Bullying cannot be ignored completely and it is not recommended that you pretend the bullying never happened.  Teaching your child to walk away with the thought process that they are above the situation and in control of their own emotions empowers your child.  This strategy combats the negative self-erosion caused by bullying.  It is important for us as parents to clearly state to our children that they are never responsible for the rude behavior of others toward them, then make sure that the bully is being addressed either through school, in the community, or by speaking with the bully’s parent. 

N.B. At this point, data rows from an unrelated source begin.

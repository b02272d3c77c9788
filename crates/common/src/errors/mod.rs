//! Error types for the Avoda service
//!
//! A single error currency shared by the retrieval pipeline and the HTTP
//! surface: distinct kinds for each documented failure mode, HTTP status
//! mapping, and a structured JSON response carrying a machine-readable code.

use axum::{
    http::StatusCode,
    response::{IntoResponse, Response},
    Json,
};
use serde::{Deserialize, Serialize};
use thiserror::Error;

/// Result type alias using AppError
pub type Result<T> = std::result::Result<T, AppError>;

/// Error codes for machine-readable error identification
#[derive(Debug, Clone, Copy, Serialize, Deserialize, PartialEq, Eq)]
#[serde(rename_all = "SCREAMING_SNAKE_CASE")]
pub enum ErrorCode {
    // Validation errors (1xxx)
    BadRequest,
    MissingField,
    InvalidFormat,

    // Resource errors (4xxx)
    NotFound,

    // Database / backend errors (7xxx)
    BackendError,
    DatabaseConnection,
    DbTimeout,

    // External / model errors (8xxx)
    EmbeddingError,
    LlmUnavailable,

    // Internal / overload errors (9xxx)
    InternalError,
    ConfigurationError,
    SerializationError,
    Overloaded,
    Timeout,
}

impl ErrorCode {
    /// Numeric code for this error, grouped by category.
    pub fn as_code(&self) -> u16 {
        match self {
            ErrorCode::BadRequest => 1001,
            ErrorCode::MissingField => 1002,
            ErrorCode::InvalidFormat => 1003,

            ErrorCode::NotFound => 4001,

            ErrorCode::BackendError => 7001,
            ErrorCode::DatabaseConnection => 7002,
            ErrorCode::DbTimeout => 7003,

            ErrorCode::EmbeddingError => 8001,
            ErrorCode::LlmUnavailable => 8002,

            ErrorCode::InternalError => 9001,
            ErrorCode::ConfigurationError => 9002,
            ErrorCode::SerializationError => 9003,
            ErrorCode::Overloaded => 9004,
            ErrorCode::Timeout => 9005,
        }
    }
}

/// Application error kinds.
///
/// `ParseBenign` is deliberately absent as a constructible variant: the
/// query parser never fails, so there is nothing to represent here beyond
/// the doc comment recording that the kind exists in the design vocabulary.
#[derive(Error, Debug)]
pub enum AppError {
    #[error("Bad request: {message}")]
    BadRequest { message: String },

    #[error("Required field missing: {field}")]
    MissingField { field: String },

    #[error("Invalid format: {message}")]
    InvalidFormat { message: String },

    /// Similar-by-id retrieval whose source request id does not exist.
    #[error("Request not found: {request_id}")]
    NotFound { request_id: String },

    /// DB unreachable or a search/count query failed. `kind` records which
    /// SQL statement failed.
    #[error("Backend error ({kind}): {message}")]
    BackendError { kind: SqlKind, message: String },

    #[error("Database connection error: {message}")]
    DatabaseConnection { message: String },

    /// The total deadline fired while still inside the SQL retrieval path
    /// (the only way `/search` can time out, since it never reaches the
    /// LLM). Distinct from `Timeout`, which covers the LLM-involving
    /// `/rag` path and degrades to a 200 rather than failing the request.
    #[error("Database operation timed out after {elapsed_ms}ms")]
    DbTimeout { elapsed_ms: u64 },

    #[error("Database error: {0}")]
    Database(#[from] sea_orm::DbErr),

    #[error("Embedding service error: {message}")]
    EmbeddingError { message: String },

    /// The LLM gateway failed to load its model, or is in its terminal
    /// unavailable state. `/rag` degrades to retrieval-only on this error.
    #[error("LLM unavailable: {message}")]
    LlmUnavailable { message: String },

    /// The LLM gateway's bounded request queue was full.
    #[error("LLM queue overloaded")]
    Overloaded,

    /// Total or generate-only deadline exceeded.
    #[error("Operation timed out after {elapsed_ms}ms")]
    Timeout { elapsed_ms: u64 },

    #[error("Internal error: {message}")]
    Internal { message: String },

    #[error("Configuration error: {message}")]
    Configuration { message: String },

    #[error("Serialization error: {0}")]
    Serialization(#[from] serde_json::Error),

    #[error("{0}")]
    Other(#[from] anyhow::Error),
}

/// Which SQL statement a backend failure originated from, carried so the
/// orchestrator and logs can tell count-path failures from search-path
/// failures.
#[derive(Debug, Clone, Copy, Serialize, Deserialize, PartialEq, Eq)]
#[serde(rename_all = "snake_case")]
pub enum SqlKind {
    Count,
    Search,
    Lookup,
}

impl std::fmt::Display for SqlKind {
    fn fmt(&self, f: &mut std::fmt::Formatter<'_>) -> std::fmt::Result {
        match self {
            SqlKind::Count => write!(f, "count"),
            SqlKind::Search => write!(f, "search"),
            SqlKind::Lookup => write!(f, "lookup"),
        }
    }
}

impl AppError {
    /// Machine-readable code for this error.
    pub fn code(&self) -> ErrorCode {
        match self {
            AppError::BadRequest { .. } => ErrorCode::BadRequest,
            AppError::MissingField { .. } => ErrorCode::MissingField,
            AppError::InvalidFormat { .. } => ErrorCode::InvalidFormat,
            AppError::NotFound { .. } => ErrorCode::NotFound,
            AppError::BackendError { .. } => ErrorCode::BackendError,
            AppError::DatabaseConnection { .. } => ErrorCode::DatabaseConnection,
            AppError::DbTimeout { .. } => ErrorCode::DbTimeout,
            AppError::Database(_) => ErrorCode::BackendError,
            AppError::EmbeddingError { .. } => ErrorCode::EmbeddingError,
            AppError::LlmUnavailable { .. } => ErrorCode::LlmUnavailable,
            AppError::Overloaded => ErrorCode::Overloaded,
            AppError::Timeout { .. } => ErrorCode::Timeout,
            AppError::Internal { .. } => ErrorCode::InternalError,
            AppError::Configuration { .. } => ErrorCode::ConfigurationError,
            AppError::Serialization(_) => ErrorCode::SerializationError,
            AppError::Other(_) => ErrorCode::InternalError,
        }
    }

    /// HTTP status code for this error.
    ///
    /// `NotFound`, `LlmUnavailable` and `Timeout` map to 200 here because
    /// the handlers that can reach them convert them into a successful
    /// degraded payload rather than propagating the error response; this
    /// mapping only applies when an error escapes a handler directly (e.g.
    /// a `BadRequest` from request validation).
    pub fn status_code(&self) -> StatusCode {
        match self {
            AppError::BadRequest { .. }
            | AppError::MissingField { .. }
            | AppError::InvalidFormat { .. } => StatusCode::BAD_REQUEST,

            AppError::NotFound { .. } => StatusCode::OK,

            AppError::BackendError { .. }
            | AppError::DatabaseConnection { .. }
            | AppError::Database(_) => StatusCode::BAD_GATEWAY,

            AppError::DbTimeout { .. } => StatusCode::GATEWAY_TIMEOUT,

            AppError::EmbeddingError { .. } => StatusCode::BAD_GATEWAY,

            AppError::LlmUnavailable { .. } => StatusCode::OK,

            AppError::Overloaded => StatusCode::SERVICE_UNAVAILABLE,

            AppError::Timeout { .. } => StatusCode::OK,

            AppError::Internal { .. }
            | AppError::Configuration { .. }
            | AppError::Serialization(_)
            | AppError::Other(_) => StatusCode::INTERNAL_SERVER_ERROR,
        }
    }

    pub fn is_server_error(&self) -> bool {
        self.status_code().is_server_error()
    }

    pub fn is_client_error(&self) -> bool {
        self.status_code().is_client_error()
    }
}

/// Structured error response for API callers.
#[derive(Debug, Serialize, Deserialize)]
pub struct ErrorResponse {
    pub error: ErrorDetails,
}

#[derive(Debug, Serialize, Deserialize)]
pub struct ErrorDetails {
    pub code: ErrorCode,
    pub message: String,
    #[serde(skip_serializing_if = "Option::is_none")]
    pub details: Option<serde_json::Value>,
    #[serde(skip_serializing_if = "Option::is_none")]
    pub request_id: Option<String>,
}

impl IntoResponse for AppError {
    fn into_response(self) -> Response {
        let status = self.status_code();
        let code = self.code();
        let message = self.to_string();

        if self.is_server_error() {
            tracing::error!(error = %message, code = ?code, status = status.as_u16(), "server error");
        } else {
            tracing::warn!(error = %message, code = ?code, status = status.as_u16(), "request failed");
        }

        let body = ErrorResponse {
            error: ErrorDetails {
                code,
                message,
                details: None,
                request_id: None, // filled by request-id middleware in the gateway
            },
        };

        (status, Json(body)).into_response()
    }
}

impl From<std::io::Error> for AppError {
    fn from(err: std::io::Error) -> Self {
        AppError::Internal {
            message: err.to_string(),
        }
    }
}

#[cfg(test)]
mod tests {
    use super::*;

    #[test]
    fn test_error_code_mapping() {
        let err = AppError::NotFound {
            request_id: "211000001".into(),
        };
        assert_eq!(err.code(), ErrorCode::NotFound);
        assert_eq!(err.status_code(), StatusCode::OK);
    }

    #[test]
    fn test_bad_request_is_client_error() {
        let err = AppError::BadRequest {
            message: "missing query".into(),
        };
        assert_eq!(err.status_code(), StatusCode::BAD_REQUEST);
        assert!(err.is_client_error());
        assert!(!err.is_server_error());
    }

    #[test]
    fn test_backend_error_is_server_error() {
        let err = AppError::BackendError {
            kind: SqlKind::Count,
            message: "connection reset".into(),
        };
        assert_eq!(err.status_code(), StatusCode::BAD_GATEWAY);
        assert!(err.is_server_error());
    }

    #[test]
    fn test_overloaded_maps_to_503() {
        let err = AppError::Overloaded;
        assert_eq!(err.status_code(), StatusCode::SERVICE_UNAVAILABLE);
    }

    #[test]
    fn test_db_timeout_maps_to_504() {
        let err = AppError::DbTimeout { elapsed_ms: 5000 };
        assert_eq!(err.status_code(), StatusCode::GATEWAY_TIMEOUT);
        assert_eq!(err.code(), ErrorCode::DbTimeout);
        assert!(err.is_server_error());
    }
}
//! `POST /search`: parse + retrieve only, no LLM involved.

use crate::AppState;
use avoda_common::db::RequestView;
use avoda_common::errors::{AppError, Result};
use avoda_common::metrics::RequestMetrics;
use avoda_retrieval::ParsedQuery;
use axum::{extract::State, Json};
use serde::{Deserialize, Serialize};
use std::time::Instant;

fn default_top_k() -> usize {
    20
}

#[derive(Debug, Deserialize)]
pub struct SearchRequest {
    pub query: String,
    #[serde(default = "default_top_k")]
    pub top_k: usize,
    #[serde(default)]
    pub include_details: bool,
}

#[derive(Serialize)]
pub struct SearchResponse {
    pub requests: Vec<RequestView>,
    pub total_count: i64,
    pub parsed: ParsedQuery,
}

pub async fn search(State(state): State<AppState>, Json(request): Json<SearchRequest>) -> Result<Json<SearchResponse>> {
    let metrics = RequestMetrics::start("POST", "/search");

    if request.query.trim().is_empty() {
        let err = AppError::MissingField {
            field: "query".to_string(),
        };
        metrics.finish(err.status_code().as_u16());
        return Err(err);
    }

    let started = Instant::now();
    let outcome = match state.orchestrator.search(&request.query, request.top_k).await {
        Ok(outcome) => outcome,
        Err(e) => {
            metrics.finish(e.status_code().as_u16());
            return Err(e);
        }
    };

    tracing::info!(
        query = %request.query,
        results = outcome.requests.len(),
        latency_ms = started.elapsed().as_millis() as u64,
        "search completed"
    );

    let requests = crate::handlers::project_fields(
        outcome.requests,
        &outcome.parsed.target_fields,
        request.include_details,
    );

    metrics.finish(200);

    Ok(Json(SearchResponse {
        requests,
        total_count: outcome.total_count,
        parsed: outcome.parsed,
    }))
}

Watch for signs that bullying may be impacting your child in a negative way.  If he or she becomes sad, withdraws from social contact, talks about feeling worthless or hopeless,indicates that they are feeling like hurting themselves or others, begins to bully siblings,reports that they have no friends, or takes any type of self-destructive action, seek out support through counseling for your child.  Bullying can lead quickly to depression and anxiety both of which are very treatable conditions.  We may not always be able to prevent bullying, but we can build confidence and assertiveness into our children by giving them strategies to manage these all too familiar situations.